[Records from a data collection]
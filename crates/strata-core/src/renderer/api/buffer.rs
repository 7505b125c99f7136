// Copyright 2025 eraflo
//
// Licensed under the Apache License, Version 2.0 (the "License");
// you may not use this file except in compliance with the License.
// You may obtain a copy of the License at
//
//     http://www.apache.org/licenses/LICENSE-2.0
//
// Unless required by applicable law or agreed to in writing, software
// distributed under the License is distributed on an "AS IS" BASIS,
// WITHOUT WARRANTIES OR CONDITIONS OF ANY KIND, either express or implied.
// See the License for the specific language governing permissions and
// limitations under the License.

//! Defines data structures related to GPU buffer resources.

use super::enums::IndexFormat;
use crate::strata_bitflags;
use std::borrow::Cow;
use std::ops::Deref;
use std::sync::Arc;

/// The maximum number of vertex buffer slots a context can bind.
pub const MAX_VERTEX_BUFFERS: usize = 16;

strata_bitflags! {
    /// A set of flags describing the allowed usages of a buffer.
    pub struct BufferUsage: u32 {
        /// The buffer can be bound as a vertex buffer.
        const VERTEX = 1 << 0;
        /// The buffer can be bound as an index buffer.
        const INDEX = 1 << 1;
        /// The buffer holds shader constants.
        const CONSTANT = 1 << 2;
        /// The buffer can be written from the CPU after creation.
        const COPY_DST = 1 << 3;
    }
}

/// A descriptor used to create a buffer.
#[derive(Debug, Clone)]
pub struct BufferDescriptor<'a> {
    /// An optional debug label for the buffer.
    pub label: Option<Cow<'a, str>>,
    /// The total size of the buffer in bytes.
    pub size: u64,
    /// How the buffer will be used.
    pub usage: BufferUsage,
}

/// An opaque handle to a buffer owned by a [`BufferStore`](crate::renderer::BufferStore).
#[derive(Debug, Clone, Copy, PartialEq, Eq, Hash, PartialOrd, Ord)]
pub struct BufferId(pub usize);

/// A CPU-visible view of a buffer's contents.
///
/// A mapping is handed out by [`BufferStore::map`](crate::renderer::BufferStore::map)
/// and is valid until the matching `unmap`. The bytes are shared, so cloning a
/// mapping is cheap and does not map the buffer again.
#[derive(Debug, Clone)]
pub struct MappedBuffer {
    id: BufferId,
    bytes: Arc<Vec<u8>>,
}

impl MappedBuffer {
    /// Wraps the shared contents of buffer `id`.
    pub fn new(id: BufferId, bytes: Arc<Vec<u8>>) -> Self {
        Self { id, bytes }
    }

    /// The buffer this mapping belongs to.
    pub fn id(&self) -> BufferId {
        self.id
    }

    /// The mapped bytes.
    pub fn as_bytes(&self) -> &[u8] {
        self.bytes.as_slice()
    }
}

impl Deref for MappedBuffer {
    type Target = [u8];

    fn deref(&self) -> &[u8] {
        self.as_bytes()
    }
}

/// Binds a buffer to a vertex buffer slot.
#[derive(Debug, Clone, Copy, PartialEq, Eq, Hash)]
pub struct VertexBufferBinding {
    /// The bound buffer.
    pub buffer: BufferId,
    /// The byte distance between consecutive vertices.
    pub stride: u32,
    /// The byte offset of the first vertex.
    pub offset: u64,
}

/// Binds a buffer as the index buffer.
#[derive(Debug, Clone, Copy, PartialEq, Eq, Hash)]
pub struct IndexBufferBinding {
    /// The bound buffer.
    pub buffer: BufferId,
    /// The type of each index.
    pub format: IndexFormat,
    /// The byte offset of the first index.
    pub offset: u64,
}
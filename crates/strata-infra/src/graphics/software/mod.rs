// Copyright 2025 eraflo
//
// Licensed under the Apache License, Version 2.0 (the "License");
// you may not use this file except in compliance with the License.
// You may obtain a copy of the License at
//
//     http://www.apache.org/licenses/LICENSE-2.0
//
// Unless required by applicable law or agreed to in writing, software
// distributed under the License is distributed on an "AS IS" BASIS,
// WITHOUT WARRANTIES OR CONDITIONS OF ANY KIND, either express or implied.
// See the License for the specific language governing permissions and
// limitations under the License.

//! A backend that runs entirely on the CPU.
//!
//! Useful for tests and tooling: the device records every submitted batch
//! instead of driving hardware.

mod assembler;
mod buffer;
mod device;

pub use self::assembler::SoftwareAssembler;
pub use self::buffer::{BufferStoreStats, HostBufferStore};
pub use self::device::{
    SoftwareDevice, SoftwareDeviceBuilder, Submission, SubmissionSummary, DEFAULT_FEED_CAPACITY,
};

§ EXERCISE PROMPT: Your reply should be a single number: the count of lines above that include the string "type".

§ TASK OUTPUT: 2